**DIRECTIONS FOR THIS TASK**
When a line of the records below contains the string "close", copy that whole line.

Source records:

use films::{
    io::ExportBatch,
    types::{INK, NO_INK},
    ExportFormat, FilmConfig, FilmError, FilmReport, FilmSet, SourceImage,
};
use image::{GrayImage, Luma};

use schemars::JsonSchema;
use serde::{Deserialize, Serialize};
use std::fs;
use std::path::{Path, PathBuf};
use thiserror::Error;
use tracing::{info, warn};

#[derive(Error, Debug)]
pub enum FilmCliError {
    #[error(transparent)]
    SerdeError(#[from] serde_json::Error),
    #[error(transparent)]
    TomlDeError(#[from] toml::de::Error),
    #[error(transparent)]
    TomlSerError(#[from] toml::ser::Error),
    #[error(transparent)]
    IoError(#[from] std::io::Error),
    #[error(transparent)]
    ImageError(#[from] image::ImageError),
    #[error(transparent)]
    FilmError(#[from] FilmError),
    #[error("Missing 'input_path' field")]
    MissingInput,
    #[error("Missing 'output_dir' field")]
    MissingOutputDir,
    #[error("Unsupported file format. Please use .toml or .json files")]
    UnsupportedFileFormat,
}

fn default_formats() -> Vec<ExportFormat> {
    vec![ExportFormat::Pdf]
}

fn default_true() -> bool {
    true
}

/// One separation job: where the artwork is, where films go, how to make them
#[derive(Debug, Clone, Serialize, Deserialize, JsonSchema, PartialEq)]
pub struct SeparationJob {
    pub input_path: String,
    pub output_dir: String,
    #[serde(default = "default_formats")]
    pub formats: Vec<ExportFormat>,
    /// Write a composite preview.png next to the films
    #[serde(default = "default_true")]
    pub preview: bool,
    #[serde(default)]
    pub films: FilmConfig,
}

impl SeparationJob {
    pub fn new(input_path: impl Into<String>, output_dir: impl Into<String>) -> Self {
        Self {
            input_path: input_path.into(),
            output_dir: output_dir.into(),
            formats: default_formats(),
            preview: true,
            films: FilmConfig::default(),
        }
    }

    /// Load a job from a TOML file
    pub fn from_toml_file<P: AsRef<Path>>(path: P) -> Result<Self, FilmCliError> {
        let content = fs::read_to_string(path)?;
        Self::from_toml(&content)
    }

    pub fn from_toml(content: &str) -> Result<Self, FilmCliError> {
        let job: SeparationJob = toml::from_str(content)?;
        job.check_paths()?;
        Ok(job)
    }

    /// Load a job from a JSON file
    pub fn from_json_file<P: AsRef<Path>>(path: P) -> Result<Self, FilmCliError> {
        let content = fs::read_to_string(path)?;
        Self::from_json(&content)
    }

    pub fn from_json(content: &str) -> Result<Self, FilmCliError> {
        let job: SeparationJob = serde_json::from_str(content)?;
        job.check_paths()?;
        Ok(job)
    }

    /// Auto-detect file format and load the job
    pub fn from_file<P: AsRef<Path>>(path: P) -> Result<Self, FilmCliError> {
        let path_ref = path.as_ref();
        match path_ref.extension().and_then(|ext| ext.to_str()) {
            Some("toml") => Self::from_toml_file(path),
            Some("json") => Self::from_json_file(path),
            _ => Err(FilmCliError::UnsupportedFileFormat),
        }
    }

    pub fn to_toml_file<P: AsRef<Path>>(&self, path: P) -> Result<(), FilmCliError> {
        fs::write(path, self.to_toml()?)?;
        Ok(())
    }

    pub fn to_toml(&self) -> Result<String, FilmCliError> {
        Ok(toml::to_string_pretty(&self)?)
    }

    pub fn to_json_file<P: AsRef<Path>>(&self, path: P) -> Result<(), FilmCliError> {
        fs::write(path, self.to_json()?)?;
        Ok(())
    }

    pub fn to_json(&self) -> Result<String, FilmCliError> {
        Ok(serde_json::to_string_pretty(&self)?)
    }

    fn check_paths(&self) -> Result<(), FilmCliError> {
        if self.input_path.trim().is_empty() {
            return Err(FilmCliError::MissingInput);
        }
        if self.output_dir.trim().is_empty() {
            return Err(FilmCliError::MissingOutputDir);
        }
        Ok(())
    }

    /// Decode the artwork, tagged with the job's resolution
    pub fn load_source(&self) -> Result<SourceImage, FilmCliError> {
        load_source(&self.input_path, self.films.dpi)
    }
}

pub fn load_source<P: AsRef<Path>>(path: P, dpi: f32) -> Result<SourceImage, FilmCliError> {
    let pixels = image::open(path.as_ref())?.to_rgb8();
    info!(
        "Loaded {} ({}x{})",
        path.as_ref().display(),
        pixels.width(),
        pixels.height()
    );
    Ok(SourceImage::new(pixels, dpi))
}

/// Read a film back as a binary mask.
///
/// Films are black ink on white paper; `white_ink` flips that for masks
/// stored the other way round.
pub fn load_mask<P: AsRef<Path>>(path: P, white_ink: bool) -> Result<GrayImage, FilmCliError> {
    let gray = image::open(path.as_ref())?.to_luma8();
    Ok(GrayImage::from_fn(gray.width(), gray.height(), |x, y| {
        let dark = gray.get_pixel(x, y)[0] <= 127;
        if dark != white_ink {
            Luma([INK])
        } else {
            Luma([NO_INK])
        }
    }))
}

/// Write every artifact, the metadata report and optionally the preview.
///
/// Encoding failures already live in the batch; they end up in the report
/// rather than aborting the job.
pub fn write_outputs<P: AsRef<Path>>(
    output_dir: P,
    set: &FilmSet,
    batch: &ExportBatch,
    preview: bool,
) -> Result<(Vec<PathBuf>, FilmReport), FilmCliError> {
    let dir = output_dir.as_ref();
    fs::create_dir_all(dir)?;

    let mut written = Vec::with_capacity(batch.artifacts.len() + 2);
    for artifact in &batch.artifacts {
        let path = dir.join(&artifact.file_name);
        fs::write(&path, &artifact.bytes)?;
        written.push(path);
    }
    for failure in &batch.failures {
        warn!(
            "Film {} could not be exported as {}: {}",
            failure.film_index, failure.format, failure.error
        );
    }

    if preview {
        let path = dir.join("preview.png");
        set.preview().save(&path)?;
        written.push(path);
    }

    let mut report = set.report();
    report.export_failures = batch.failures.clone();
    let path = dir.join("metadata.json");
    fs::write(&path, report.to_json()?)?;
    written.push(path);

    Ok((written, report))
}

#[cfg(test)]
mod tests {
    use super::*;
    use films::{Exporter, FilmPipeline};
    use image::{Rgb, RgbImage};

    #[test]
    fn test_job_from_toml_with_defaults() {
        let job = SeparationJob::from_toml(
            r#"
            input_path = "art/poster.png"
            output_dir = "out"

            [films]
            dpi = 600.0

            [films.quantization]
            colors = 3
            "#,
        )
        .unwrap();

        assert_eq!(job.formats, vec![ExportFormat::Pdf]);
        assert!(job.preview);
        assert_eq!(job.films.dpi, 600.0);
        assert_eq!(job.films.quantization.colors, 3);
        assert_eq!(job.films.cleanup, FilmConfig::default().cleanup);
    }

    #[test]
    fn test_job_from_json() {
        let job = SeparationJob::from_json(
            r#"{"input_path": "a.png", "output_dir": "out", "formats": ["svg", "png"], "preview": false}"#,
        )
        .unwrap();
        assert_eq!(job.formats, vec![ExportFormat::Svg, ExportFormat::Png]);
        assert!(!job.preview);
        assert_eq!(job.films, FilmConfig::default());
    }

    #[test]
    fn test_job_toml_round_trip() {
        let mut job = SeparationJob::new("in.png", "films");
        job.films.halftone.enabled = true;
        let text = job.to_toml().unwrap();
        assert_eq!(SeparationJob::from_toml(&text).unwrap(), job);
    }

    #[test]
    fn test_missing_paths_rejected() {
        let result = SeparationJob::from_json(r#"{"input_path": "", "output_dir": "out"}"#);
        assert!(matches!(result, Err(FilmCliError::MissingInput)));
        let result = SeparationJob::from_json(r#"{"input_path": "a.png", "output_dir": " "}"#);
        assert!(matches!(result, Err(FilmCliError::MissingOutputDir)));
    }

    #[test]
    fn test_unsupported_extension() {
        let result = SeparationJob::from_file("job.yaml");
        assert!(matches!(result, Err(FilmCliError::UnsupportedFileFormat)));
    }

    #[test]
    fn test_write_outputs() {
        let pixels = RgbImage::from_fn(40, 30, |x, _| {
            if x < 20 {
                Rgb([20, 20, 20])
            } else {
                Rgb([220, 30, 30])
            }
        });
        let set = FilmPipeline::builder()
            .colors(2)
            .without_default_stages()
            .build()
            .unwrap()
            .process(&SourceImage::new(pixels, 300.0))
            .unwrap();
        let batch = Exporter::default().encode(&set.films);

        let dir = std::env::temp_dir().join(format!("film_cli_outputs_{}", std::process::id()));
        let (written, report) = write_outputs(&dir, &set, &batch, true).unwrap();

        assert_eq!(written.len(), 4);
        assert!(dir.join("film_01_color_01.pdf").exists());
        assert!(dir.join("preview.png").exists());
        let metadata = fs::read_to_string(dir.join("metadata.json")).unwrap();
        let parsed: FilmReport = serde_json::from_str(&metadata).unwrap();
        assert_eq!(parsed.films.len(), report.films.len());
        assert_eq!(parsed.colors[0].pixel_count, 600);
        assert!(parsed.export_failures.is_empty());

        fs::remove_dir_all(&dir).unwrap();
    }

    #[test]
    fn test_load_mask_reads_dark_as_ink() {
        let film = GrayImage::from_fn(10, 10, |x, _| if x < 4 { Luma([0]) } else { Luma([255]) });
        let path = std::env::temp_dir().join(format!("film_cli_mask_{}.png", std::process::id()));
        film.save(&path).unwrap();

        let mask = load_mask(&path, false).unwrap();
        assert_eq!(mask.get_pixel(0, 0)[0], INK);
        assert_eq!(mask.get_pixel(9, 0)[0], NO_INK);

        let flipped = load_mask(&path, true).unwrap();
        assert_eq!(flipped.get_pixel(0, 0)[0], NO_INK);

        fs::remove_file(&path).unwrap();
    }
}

* * *

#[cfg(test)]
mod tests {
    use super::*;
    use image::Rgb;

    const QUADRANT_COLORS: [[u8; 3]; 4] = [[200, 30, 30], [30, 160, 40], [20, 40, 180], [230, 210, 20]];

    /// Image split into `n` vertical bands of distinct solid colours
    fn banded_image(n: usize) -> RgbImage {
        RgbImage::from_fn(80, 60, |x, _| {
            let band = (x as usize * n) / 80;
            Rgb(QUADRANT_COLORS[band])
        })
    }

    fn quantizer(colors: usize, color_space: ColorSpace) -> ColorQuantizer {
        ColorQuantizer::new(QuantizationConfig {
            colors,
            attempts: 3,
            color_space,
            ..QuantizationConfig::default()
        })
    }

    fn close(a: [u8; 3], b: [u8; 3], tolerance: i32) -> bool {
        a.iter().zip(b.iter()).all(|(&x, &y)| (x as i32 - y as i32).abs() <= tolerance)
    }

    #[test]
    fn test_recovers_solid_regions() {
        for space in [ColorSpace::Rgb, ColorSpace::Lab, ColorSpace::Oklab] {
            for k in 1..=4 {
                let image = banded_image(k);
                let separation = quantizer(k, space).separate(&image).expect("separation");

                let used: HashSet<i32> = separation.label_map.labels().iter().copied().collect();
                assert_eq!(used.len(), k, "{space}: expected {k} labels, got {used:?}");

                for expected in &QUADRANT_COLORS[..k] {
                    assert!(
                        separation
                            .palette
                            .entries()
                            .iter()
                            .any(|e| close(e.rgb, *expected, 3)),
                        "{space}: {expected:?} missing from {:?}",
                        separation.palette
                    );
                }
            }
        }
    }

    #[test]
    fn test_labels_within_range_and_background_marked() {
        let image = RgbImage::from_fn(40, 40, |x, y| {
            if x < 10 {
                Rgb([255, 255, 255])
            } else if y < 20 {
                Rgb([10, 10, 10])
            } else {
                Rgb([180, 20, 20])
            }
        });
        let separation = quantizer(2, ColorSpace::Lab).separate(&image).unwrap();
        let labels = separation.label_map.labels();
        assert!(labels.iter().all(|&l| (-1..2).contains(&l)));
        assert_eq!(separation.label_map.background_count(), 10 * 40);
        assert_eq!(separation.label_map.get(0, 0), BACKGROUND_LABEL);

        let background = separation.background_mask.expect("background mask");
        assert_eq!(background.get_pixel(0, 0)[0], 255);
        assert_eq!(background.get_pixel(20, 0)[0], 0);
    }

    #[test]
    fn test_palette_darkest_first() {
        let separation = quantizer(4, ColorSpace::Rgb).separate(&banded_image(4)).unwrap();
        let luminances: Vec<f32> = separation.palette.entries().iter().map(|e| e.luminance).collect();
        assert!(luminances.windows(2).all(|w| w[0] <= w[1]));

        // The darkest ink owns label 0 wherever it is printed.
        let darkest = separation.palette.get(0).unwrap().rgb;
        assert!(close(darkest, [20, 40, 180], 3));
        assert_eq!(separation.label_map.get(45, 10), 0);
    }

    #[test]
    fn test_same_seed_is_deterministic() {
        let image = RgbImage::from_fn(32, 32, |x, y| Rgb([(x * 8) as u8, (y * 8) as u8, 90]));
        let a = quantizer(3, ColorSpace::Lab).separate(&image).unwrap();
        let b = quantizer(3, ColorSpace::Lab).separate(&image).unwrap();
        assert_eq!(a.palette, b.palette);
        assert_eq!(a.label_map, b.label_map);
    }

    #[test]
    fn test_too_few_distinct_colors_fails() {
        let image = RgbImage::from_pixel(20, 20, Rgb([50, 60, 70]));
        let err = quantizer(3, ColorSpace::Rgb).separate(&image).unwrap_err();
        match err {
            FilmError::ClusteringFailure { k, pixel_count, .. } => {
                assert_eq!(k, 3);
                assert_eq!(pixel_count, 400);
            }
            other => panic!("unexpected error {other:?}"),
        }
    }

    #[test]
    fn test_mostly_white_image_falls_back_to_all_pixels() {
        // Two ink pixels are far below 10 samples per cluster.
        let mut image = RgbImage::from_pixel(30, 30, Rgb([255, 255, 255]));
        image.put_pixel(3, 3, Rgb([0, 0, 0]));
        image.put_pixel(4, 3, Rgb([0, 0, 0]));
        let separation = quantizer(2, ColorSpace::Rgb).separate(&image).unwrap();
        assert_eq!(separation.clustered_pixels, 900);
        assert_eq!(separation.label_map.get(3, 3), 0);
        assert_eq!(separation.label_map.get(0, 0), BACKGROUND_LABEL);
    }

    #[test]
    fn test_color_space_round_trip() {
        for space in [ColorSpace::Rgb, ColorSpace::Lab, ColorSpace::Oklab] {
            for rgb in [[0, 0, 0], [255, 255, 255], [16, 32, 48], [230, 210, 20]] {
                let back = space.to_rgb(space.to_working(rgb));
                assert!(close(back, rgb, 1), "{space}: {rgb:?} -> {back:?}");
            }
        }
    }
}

**RESPONSE AREA**
    fn close(a: [u8; 3], b: [u8; 3], tolerance: i32) -> bool {
                            .any(|e| close(e.rgb, *expected, 3)),
        assert!(close(darkest, [20, 40, 180], 3));
                assert!(close(back, rgb, 1), "{space}: {rgb:?} -> {back:?}");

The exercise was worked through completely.